La Cour des comptes épingle Pôle emploi sur la gestion de ses sous-traitants privés

Alors que le chômage a fortement augmenté, l'organisme public n'a pas pris les mesures nécessaires pour tirer pleinement parti de l'appui des opérateurs privés de placement.

 
 
 
 
 
 
 
 
 
 

Pôle emploi reclasse mieux les chômeurs que les organismes de placement privés auxquels il fait appel pour l'aider dans sa tâche. Le fait est connu depuis longtemps. Pour autant, Pôle emploi ne peut se passer de cette soupape indispensable, même s'il a réduit son recours aux cabinets privés depuis 2011 – pour des raisons budgétaires – alors même que le nombre de chômeurs ne cessait d'augmenter.

Jugeant qu'il y a «des faiblesses et des dysfonctionnements importants» dans le dispositif «insuffisamment piloté», la Cour des comptes épingle l'organisme sur la gestion de ses sous-traitants privés dans un rapport rendu public mardi, et lui recommande de mieux les intégrer à l'avenir dans une «stratégie globale» d'accompagnement des chômeurs.

En effet, pourquoi les opérateurs privés de placement (OPP) reclassent-ils moins bien les chômeurs? Ils sont pourtant rémunérés en fonction des résultats obtenus et devraient donc être incités à réussir. L'institution présidée par Didier Migaud apporte trois réponses.

Primo, Pôle emploi recourt souvent aux cabinets privés les moins chers et non pas à ceux qui sont les mieux adaptés. «Sur un appel d'offres, nous avions partout la meilleure note technique, mais nous avons été recalés sur les prix. À 45 euros de l'heure, vous ne pouvez pas faire réussir quelqu'un!», confirme au Figarol'un de ces prestataires, qui va pourtant bientôt retenter sa chance.

La Cour le reconnaît: «La sélection des attributaires s'est faite en grande partie sur des prix (…) qui n'ont pas permis de délivrer des prestations de qualité.» Les sages de la Rue Cambon recommandent donc à Pôle emploi de «prendre davantage en compte l'offre technique dans les critères de sélection» des opérateurs et de «rejeter, sur des critères objectifs, les offres tarifaires anormalement basses».

Secundo, Pôle emploi envoyait jusqu'à présent les cas les plus difficiles aux OPP. Un virage à 180 degrés a été pris en février, le conseil d'administration ayant décidé qu'à partir de 2015 ces cas recevront un accompagnement renforcé en interne, tandis qu'à l'inverse les cabinets privés géreront les demandeurs d'emploi les plus autonomes.

Fort risque de défaillance

Toutefois, «il reste à déterminer les modalités concrètes de mise en œuvre de ce changement», notent les magistrats financiers, qui insistent sur la nécessité pour Pôle emploi de réussir «la conduite du changement vis-à-vis des conseillers comme des demandeurs d'emploi, souvent réticents à l'égard de la sous-traitance».

Tertio, la faiblesse et l'irrégularité des flux de chômeurs envoyés par les conseillers de Pôle emploi vers les opérateurs privés ont contribué à mettre en péril leur équilibre économique et parfois leur existence.
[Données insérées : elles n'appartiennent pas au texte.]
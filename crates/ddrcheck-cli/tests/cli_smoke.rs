use assert_cmd::Command;
use predicates::str::contains;
use std::fs;
use std::path::Path;
use tempfile::TempDir;

fn ddrcheck(dir: &Path) -> Command {
    let mut cmd = Command::cargo_bin("ddrcheck").unwrap();
    cmd.current_dir(dir)
        .env_remove("DDRCHECK_SCOPES_DIR")
        .env_remove("DDRCHECK_LOG")
        .arg("--scopes-dir")
        .arg(dir.join("scopes"));
    cmd
}

fn init(dir: &Path) {
    ddrcheck(dir)
        .arg("init")
        .assert()
        .success()
        .stderr(contains("created"));
}

#[test]
fn version_prints_package_version() {
    let dir = TempDir::new().unwrap();
    ddrcheck(dir.path())
        .arg("version")
        .assert()
        .success()
        .stdout(contains(env!("CARGO_PKG_VERSION")));
}

#[test]
fn init_then_list_scopes_and_versions() {
    let dir = TempDir::new().unwrap();
    init(dir.path());
    assert!(dir.path().join("scopes/demo/ddr.yaml").exists());
    assert!(dir.path().join("demo-input/CUSTOMERS_20240101.csv").exists());

    ddrcheck(dir.path())
        .arg("scopes")
        .assert()
        .success()
        .stdout(contains("demo"));
    ddrcheck(dir.path())
        .args(["versions", "--scope", "demo"])
        .assert()
        .success()
        .stdout(contains("v1\t2 file(s)"));

    // second init leaves existing files alone
    ddrcheck(dir.path())
        .arg("init")
        .assert()
        .success()
        .stderr(contains("already exists (skipped)"));
}

#[test]
fn run_on_clean_sample_data_passes() {
    let dir = TempDir::new().unwrap();
    init(dir.path());
    let report = dir.path().join("out/report.json");

    ddrcheck(dir.path())
        .args(["run", "--scope", "demo", "--version", "v1", "--input", "demo-input"])
        .arg("--out")
        .arg(&report)
        .assert()
        .code(0)
        .stderr(contains("Summary:"));

    let json: serde_json::Value = serde_json::from_str(&fs::read_to_string(&report).unwrap()).unwrap();
    assert_eq!(json["files"], serde_json::json!(["CUSTOMERS", "ORDERS"]));
    assert_eq!(json["cells"].as_array().unwrap().len(), 4);
}

#[test]
fn run_with_violations_fails_and_exports_errors() {
    let dir = TempDir::new().unwrap();
    init(dir.path());
    fs::write(
        dir.path().join("demo-input/CUSTOMERS_20240101.csv"),
        "ID;NAME;BALANCE\n1;Ada;1.5\n1;Bob;abc\n",
    )
    .unwrap();
    let errors_dir = dir.path().join("errors");

    ddrcheck(dir.path())
        .args(["run", "--scope", "demo", "--version", "v1", "--input", "demo-input"])
        .arg("--show-errors")
        .arg("--export-errors")
        .arg(&errors_dir)
        .assert()
        .code(1)
        .stderr(contains("violation(s)"));

    assert!(errors_dir.join("CUSTOMERS_format_errors.csv").exists());
    assert!(errors_dir.join("CUSTOMERS_pk_errors.csv").exists());
    assert!(!errors_dir.join("ORDERS_format_errors.csv").exists());
}

#[test]
fn run_json_output_goes_to_stdout() {
    let dir = TempDir::new().unwrap();
    init(dir.path());
    let out = ddrcheck(dir.path())
        .args(["run", "--scope", "demo", "--version", "v1", "--input", "demo-input"])
        .args(["--format", "json"])
        .assert()
        .code(0)
        .get_output()
        .stdout
        .clone();
    let json: serde_json::Value = serde_json::from_slice(&out).unwrap();
    assert_eq!(json["scope"], "demo");
    assert_eq!(json["aborted"], false);
}

#[test]
fn run_with_unknown_scope_is_config_error() {
    let dir = TempDir::new().unwrap();
    fs::create_dir_all(dir.path().join("in")).unwrap();
    ddrcheck(dir.path())
        .args(["run", "--scope", "nope", "--version", "v1", "--input", "in"])
        .assert()
        .code(2)
        .stderr(contains("config error"));
}

#[test]
fn query_filters_rows_with_sql() {
    let dir = TempDir::new().unwrap();
    init(dir.path());
    ddrcheck(dir.path())
        .args(["query", "--scope", "demo", "--version", "v1", "--file", "CUSTOMERS"])
        .args(["--input", "demo-input"])
        .args(["--sql", "SELECT NAME FROM data WHERE ID = '2'"])
        .assert()
        .success()
        .stdout(contains("Alan Turing"))
        .stderr(contains("page 1/1"));
}

#[test]
fn cache_build_then_clear() {
    let dir = TempDir::new().unwrap();
    init(dir.path());
    ddrcheck(dir.path())
        .args(["cache", "build", "--scope", "demo", "--version", "v1", "--input", "demo-input"])
        .assert()
        .success()
        .stderr(contains("built CUSTOMERS (3 rows)"));
    ddrcheck(dir.path())
        .args(["cache", "build", "--scope", "demo", "--version", "v1", "--input", "demo-input"])
        .assert()
        .success()
        .stderr(contains("reused CUSTOMERS"));
    ddrcheck(dir.path())
        .args(["cache", "clear", "--input", "demo-input"])
        .assert()
        .success()
        .stderr(contains("removed 2 cache file(s)"));
}

#[test]
fn import_writes_structures_from_sheets() {
    let dir = TempDir::new().unwrap();
    init(dir.path());
    let sheets = dir.path().join("sheets");
    fs::create_dir_all(&sheets).unwrap();
    fs::write(
        sheets.join("ACCOUNTS_AAAAMMDD.csv"),
        "Field;Format;PK\nid;NUMBER(8);Y\nlabel;VARCHAR2(20);\n",
    )
    .unwrap();

    ddrcheck(dir.path())
        .args(["import", "--scope", "demo", "--version", "v2", "--sheets", "sheets"])
        .assert()
        .success()
        .stderr(contains("imported 1 sheet(s)"));
    assert!(dir
        .path()
        .join("scopes/demo/v2/ACCOUNTS/structure.yaml")
        .exists());
}
use serde::Serialize;

/// Normalized tabular content; every value is text.
#[derive(Debug, Clone, Default, PartialEq, Eq, Serialize)]
pub struct Table {
    pub columns: Vec<String>,
    pub rows: Vec<Vec<String>>,
}

impl Table {
    pub fn new(columns: Vec<String>) -> Self {
        Self {
            columns,
            rows: Vec::new(),
        }
    }

    pub fn len(&self) -> usize {
        self.rows.len()
    }

    pub fn is_empty(&self) -> bool {
        self.rows.is_empty()
    }

    /// Rough heap footprint, used to weigh entries in the content cache.
    pub fn estimated_bytes(&self) -> usize {
        let cell = std::mem::size_of::<String>();
        let header: usize = self.columns.iter().map(|c| c.len() + cell).sum();
        let body: usize = self
            .rows
            .iter()
            .map(|r| r.iter().map(|v| v.len() + cell).sum::<usize>() + cell)
            .sum();
        header + body
    }
}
Ainsi, sur les 23 prestataires les plus importants de l'accompagnement des demandeurs d'emploi, 12 présentaient fin 2013 un risque élevé, voire très élevé, de défaillance.

Alors que Pôle emploi a consacré aux sous-traitants 145 millions en 2013 (contre 186 millions en 2012), soit 2,9 % de ses dépenses de fonctionnement et d'intervention, la Cour des comptes recommande de mieux les intégrer au dispositif.

Sans aller aussi loin que l'Australie, première expérience d'externalisation complète, plusieurs pays européens, notamment l'Allemagne, le Royaume-Uni et les Pays-Bas, ont mis en œuvre des réformes importantes pour faire une large place aux opérateurs privés dans l'accompagnement des chômeurs. Si les exemples étrangers ne permettent pas de dégager un modèle universellement performant, ils montrent l'importance d'une évaluation systématique pour toute prestation sous-traitée. Une piste à prendre en compte.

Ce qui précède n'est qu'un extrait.